Work item - When scanning the data, count every line with "trait" in it, and report only the resulting number.
┌─ Data provided
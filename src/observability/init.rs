//! Tracing initialization and subscriber setup.

use super::file_writer::RotatingFile;
use crate::Config;
use tracing_subscriber::{layer::SubscriberExt, util::SubscriberInitExt, EnvFilter};

/// Initializes the tracing subscriber with a rotating log file.
///
/// Sets up a subscriber pipeline that:
/// 1. Filters events by level (`RUST_LOG` wins over `config.trace_level`,
///    which defaults to `"info"`)
/// 2. Formats them as plain text lines
/// 3. Appends them to the rotating log file
///
/// # Initialization Behavior
///
/// - Creates the log directory if it doesn't exist
/// - Silently gives up if the directory cannot be created (logging is optional)
/// - Idempotent: Safe to call multiple times (only first call takes effect)
pub fn init_tracing(config: &Config) {
    let level = config
        .trace_level
        .clone()
        .unwrap_or_else(|| "info".to_string());
    let filter = EnvFilter::try_from_default_env().unwrap_or_else(|_| EnvFilter::new(level));

    let log_file = config.log_file();
    if let Some(dir) = log_file.parent().filter(|d| !d.as_os_str().is_empty()) {
        if std::fs::create_dir_all(dir).is_err() {
            return;
        }
    }

    let fmt_layer = tracing_subscriber::fmt::layer()
        .with_writer(RotatingFile::new(log_file))
        .with_ansi(false)
        .with_target(false);

    let _ = tracing_subscriber::registry()
        .with(filter)
        .with(fmt_layer)
        .try_init();
}
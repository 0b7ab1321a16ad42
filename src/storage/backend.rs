//! Storage backend abstraction.
//!
//! This module defines the [`Storage`] trait that abstracts over persistence
//! backends. The trait is deliberately small: it stores and returns whole
//! contact records, and the list queries (match, exclude, order, page, count)
//! are pure functions in [`crate::storage::query`] applied on top of it.

use crate::domain::error::Result;
use crate::domain::{ContactId, NewContact};
use crate::storage::models::ContactRecord;

/// Abstraction over persistent contact storage.
///
/// # Implementations
///
/// - [`crate::storage::JsonStorage`]: JSON file with atomic writes (default)
/// - [`crate::storage::MemoryStorage`]: in-process table, nothing persisted
///
/// # Examples
///
/// ```
/// use phonebook::domain::NewContact;
/// use phonebook::storage::{MemoryStorage, Storage};
///
/// let mut storage = MemoryStorage::new();
/// let payload = NewContact::new("Ann", "Lee", vec!["555".to_string()]);
/// let record = storage.insert_contact(&payload, 1_700_000_000)?;
/// assert_eq!(storage.get_all_contacts()?.len(), 1);
/// assert_eq!(record.first_name, "Ann");
/// # Ok::<(), phonebook::PhonebookError>(())
/// ```
pub trait Storage: Send {
    /// Inserts a new contact and assigns it an identifier.
    ///
    /// # Errors
    ///
    /// Returns an error if the write fails.
    fn insert_contact(&mut self, contact: &NewContact, created_at: i64) -> Result<ContactRecord>;

    /// Replaces names and phones of an existing contact.
    ///
    /// # Errors
    ///
    /// Returns [`crate::PhonebookError::NotFound`] for an unknown id, or an
    /// error if the write fails.
    fn update_contact(&mut self, id: ContactId, contact: &NewContact) -> Result<ContactRecord>;

    /// Removes a contact and returns the removed record.
    ///
    /// # Errors
    ///
    /// Returns [`crate::PhonebookError::NotFound`] for an unknown id, or an
    /// error if the write fails.
    fn delete_contact(&mut self, id: ContactId) -> Result<ContactRecord>;

    /// Retrieves every stored contact, unsorted.
    ///
    /// # Errors
    ///
    /// Returns an error if the read fails.
    fn get_all_contacts(&self) -> Result<Vec<ContactRecord>>;
}
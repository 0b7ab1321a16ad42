//! JSON file-based storage backend.
//!
//! This module provides a simple, human-readable storage implementation using
//! JSON serialization. It uses atomic file writes (write-to-temp + rename) to
//! prevent corruption on crashes.
//!
//! # Performance Characteristics
//!
//! - **Read**: loads the entire file into memory once
//! - **Write**: serializes and writes the entire table
//! - **Best for**: personal contact books of a few thousand entries

use crate::domain::error::{PhonebookError, Result};
use crate::domain::{ContactId, NewContact};
use crate::storage::backend::Storage;
use crate::storage::models::ContactRecord;
use serde::{Deserialize, Serialize};
use std::collections::BTreeMap;
use std::path::{Path, PathBuf};

/// Current on-disk format version.
const FORMAT_VERSION: u32 = 1;

/// JSON storage container format.
///
/// Top-level structure serialized to disk.
#[derive(Debug, Clone, Serialize, Deserialize)]
struct StorageData {
    /// Version of the storage format for future migrations.
    version: u32,

    /// Identifier handed to the next inserted contact.
    next_id: u64,

    /// All stored contacts keyed by id.
    #[serde(default)]
    contacts: BTreeMap<u64, ContactRecord>,
}

impl Default for StorageData {
    fn default() -> Self {
        Self {
            version: FORMAT_VERSION,
            next_id: 1,
            contacts: BTreeMap::new(),
        }
    }
}

/// JSON file storage backend.
///
/// The entire table is kept in memory and persisted after every modification.
///
/// # File Format
///
/// ```json
/// {
///   "version": 1,
///   "next_id": 3,
///   "contacts": {
///     "1": {
///       "id": 1,
///       "first_name": "Ann",
///       "last_name": "Lee",
///       "phones": [{ "number": "555-0100" }],
///       "created_at": 1700000000
///     }
///   }
/// }
/// ```
pub struct JsonStorage {
    /// Path to the JSON file on disk.
    file_path: PathBuf,

    /// In-memory copy, loaded on creation.
    data: StorageData,

    /// Tracks if data has been modified since last save.
    dirty: bool,
}

impl JsonStorage {
    /// Creates or opens a JSON storage backend.
    ///
    /// If the file exists, loads existing data. Otherwise starts empty. Parent
    /// directories are created automatically.
    ///
    /// # Errors
    ///
    /// Returns an error if:
    /// - Parent directory creation fails
    /// - File exists but contains invalid JSON
    /// - File permissions prevent reading
    ///
    /// # Examples
    ///
    /// ```no_run
    /// use phonebook::storage::JsonStorage;
    /// use std::path::PathBuf;
    ///
    /// let storage = JsonStorage::new(PathBuf::from("/tmp/contacts.json"))?;
    /// # Ok::<(), Box<dyn std::error::Error>>(())
    /// ```
    pub fn new(file_path: PathBuf) -> Result<Self> {
        tracing::debug!(path = ?file_path, "initializing JSON storage");

        if let Some(parent) = file_path.parent() {
            std::fs::create_dir_all(parent)?;
        }

        let data = if file_path.exists() {
            Self::load_from_file(&file_path)?
        } else {
            tracing::debug!("initializing new empty storage");
            StorageData::default()
        };

        tracing::debug!(
            contact_count = data.contacts.len(),
            next_id = data.next_id,
            "storage initialized"
        );

        Ok(Self {
            file_path,
            data,
            dirty: false,
        })
    }

    /// Path of the backing file.
    #[must_use]
    pub fn path(&self) -> &Path {
        &self.file_path
    }

    fn load_from_file(path: &Path) -> Result<StorageData> {
        let contents = std::fs::read_to_string(path)?;
        let mut data: StorageData = serde_json::from_str(&contents)
            .map_err(|e| PhonebookError::Storage(format!("failed to parse JSON: {e}")))?;

        if data.version > FORMAT_VERSION {
            return Err(PhonebookError::Storage(format!(
                "unsupported storage version {} (expected at most {FORMAT_VERSION})",
                data.version
            )));
        }

        // A hand-edited file may carry ids at or past the counter.
        let max_id = data.contacts.keys().next_back().copied().unwrap_or(0);
        data.next_id = data.next_id.max(max_id + 1);

        tracing::debug!(
            version = data.version,
            contacts = data.contacts.len(),
            "loaded storage data"
        );

        Ok(data)
    }

    /// Saves storage data to disk using atomic write.
    ///
    /// Writes to a temporary file first, then renames it over the target path.
    ///
    /// # Errors
    ///
    /// Returns an error if serialization, the temporary write or the rename fails.
    fn save_to_file(&mut self) -> Result<()> {
        if !self.dirty {
            tracing::trace!("skipping save, no changes");
            return Ok(());
        }

        tracing::debug!(path = ?self.file_path, "saving storage data");

        let json = serde_json::to_string_pretty(&self.data)
            .map_err(|e| PhonebookError::Storage(format!("failed to serialize JSON: {e}")))?;

        let tmp_path = self.file_path.with_extension("tmp");
        std::fs::write(&tmp_path, json)?;
        std::fs::rename(&tmp_path, &self.file_path)?;

        self.dirty = false;
        tracing::debug!("storage saved successfully");
        Ok(())
    }

    /// Saves the change just applied to `self.data`, or undoes it.
    ///
    /// On a failed save `rollback` restores the previous table, so a write
    /// reported as failed is neither visible to reads nor saved on drop.
    fn persist_or_rollback<F>(&mut self, rollback: F) -> Result<()>
    where
        F: FnOnce(&mut StorageData),
    {
        self.dirty = true;
        if let Err(e) = self.save_to_file() {
            tracing::warn!(path = ?self.file_path, error = %e, "save failed, rolling back change");
            rollback(&mut self.data);
            self.dirty = false;
            return Err(e);
        }
        Ok(())
    }

    fn record_mut(&mut self, id: ContactId) -> Result<&mut ContactRecord> {
        self.data
            .contacts
            .get_mut(&id.get())
            .ok_or(PhonebookError::NotFound(id))
    }
}

impl Storage for JsonStorage {
    fn insert_contact(&mut self, contact: &NewContact, created_at: i64) -> Result<ContactRecord> {
        let _span = tracing::debug_span!("json_insert_contact",
            first_name = %contact.first_name,
            last_name = %contact.last_name
        ).entered();

        let id = self.data.next_id;
        let record = ContactRecord::from_new(id, contact, created_at);
        self.data.contacts.insert(id, record.clone());
        self.data.next_id = id + 1;

        self.persist_or_rollback(|data| {
            data.contacts.remove(&id);
            data.next_id = id;
        })?;

        tracing::debug!(contact_id = id, "contact inserted");
        Ok(record)
    }

    fn update_contact(&mut self, id: ContactId, contact: &NewContact) -> Result<ContactRecord> {
        let _span = tracing::debug_span!("json_update_contact", contact_id = %id).entered();

        let record = self.record_mut(id)?;
        let previous = record.clone();
        record.apply(contact);
        let updated = record.clone();

        self.persist_or_rollback(|data| {
            data.contacts.insert(previous.id, previous);
        })?;

        tracing::debug!("contact updated");
        Ok(updated)
    }

    fn delete_contact(&mut self, id: ContactId) -> Result<ContactRecord> {
        let _span = tracing::debug_span!("json_delete_contact", contact_id = %id).entered();

        let removed = self
            .data
            .contacts
            .remove(&id.get())
            .ok_or(PhonebookError::NotFound(id))?;

        let restored = removed.clone();
        self.persist_or_rollback(|data| {
            data.contacts.insert(restored.id, restored);
        })?;

        tracing::debug!("contact deleted");
        Ok(removed)
    }

    fn get_all_contacts(&self) -> Result<Vec<ContactRecord>> {
        let contacts: Vec<ContactRecord> = self.data.contacts.values().cloned().collect();
        tracing::trace!(count = contacts.len(), "retrieved contacts");
        Ok(contacts)
    }
}

impl Drop for JsonStorage {
    fn drop(&mut self) {
        if self.dirty {
            tracing::debug!("saving dirty data on drop");
            if let Err(e) = self.save_to_file() {
                tracing::error!(error = %e, "failed to save on drop");
            }
        }
    }
}

#[cfg(test)]
mod tests {
    use super::*;

    fn payload(first: &str) -> NewContact {
        NewContact::new(first, "Lee", vec!["555-0100".to_string()])
    }

    #[test]
    fn contacts_survive_reopen() {
        let dir = tempfile::tempdir().unwrap();
        let path = dir.path().join("nested").join("contacts.json");

        {
            let mut storage = JsonStorage::new(path.clone()).unwrap();
            storage.insert_contact(&payload("Ann"), 10).unwrap();
            storage.insert_contact(&payload("Bob"), 20).unwrap();
        }

        let mut storage = JsonStorage::new(path).unwrap();
        let mut names: Vec<String> = storage
            .get_all_contacts()
            .unwrap()
            .into_iter()
            .map(|r| r.first_name)
            .collect();
        names.sort();
        assert_eq!(names, vec!["Ann", "Bob"]);

        let third = storage.insert_contact(&payload("Cid"), 30).unwrap();
        assert_eq!(third.id, 3);
    }

    #[test]
    fn failed_saves_leave_no_trace() {
        let dir = tempfile::tempdir().unwrap();
        let path = dir.path().join("contacts.json");
        let mut storage = JsonStorage::new(path.clone()).unwrap();
        let ann = storage.insert_contact(&payload("Ann"), 1).unwrap();
        let ann_id = ContactId::new(ann.id);

        // a directory where the temp file goes makes every save fail
        let blocker = path.with_extension("tmp");
        std::fs::create_dir(&blocker).unwrap();

        assert!(storage.insert_contact(&payload("Bob"), 2).is_err());
        assert!(storage.update_contact(ann_id, &payload("Ada")).is_err());
        assert!(storage.delete_contact(ann_id).is_err());

        let records = storage.get_all_contacts().unwrap();
        assert_eq!(records, vec![ann.clone()]);

        std::fs::remove_dir(&blocker).unwrap();
        drop(storage);

        let mut reopened = JsonStorage::new(path).unwrap();
        assert_eq!(reopened.get_all_contacts().unwrap(), vec![ann]);
        assert_eq!(reopened.insert_contact(&payload("Cid"), 3).unwrap().id, 2);
    }

    #[test]
    fn ids_are_not_reused_after_delete() {
        let dir = tempfile::tempdir().unwrap();
        let mut storage = JsonStorage::new(dir.path().join("contacts.json")).unwrap();

        let first = storage.insert_contact(&payload("Ann"), 1).unwrap();
        storage.delete_contact(ContactId::new(first.id)).unwrap();
        let second = storage.insert_contact(&payload("Bob"), 2).unwrap();

        assert_ne!(first.id, second.id);
    }

    #[test]
    fn update_and_delete_of_unknown_id_fail() {
        let dir = tempfile::tempdir().unwrap();
        let mut storage = JsonStorage::new(dir.path().join("contacts.json")).unwrap();

        let missing = ContactId::new(42);
        assert!(matches!(
            storage.update_contact(missing, &payload("Ann")),
            Err(PhonebookError::NotFound(id)) if id == missing
        ));
        assert!(matches!(
            storage.delete_contact(missing),
            Err(PhonebookError::NotFound(_))
        ));
    }

    #[test]
    fn invalid_json_is_a_storage_error() {
        let dir = tempfile::tempdir().unwrap();
        let path = dir.path().join("contacts.json");
        std::fs::write(&path, "{ not json").unwrap();

        assert!(matches!(JsonStorage::new(path), Err(PhonebookError::Storage(_))));
    }
}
└─
Exercise response - 3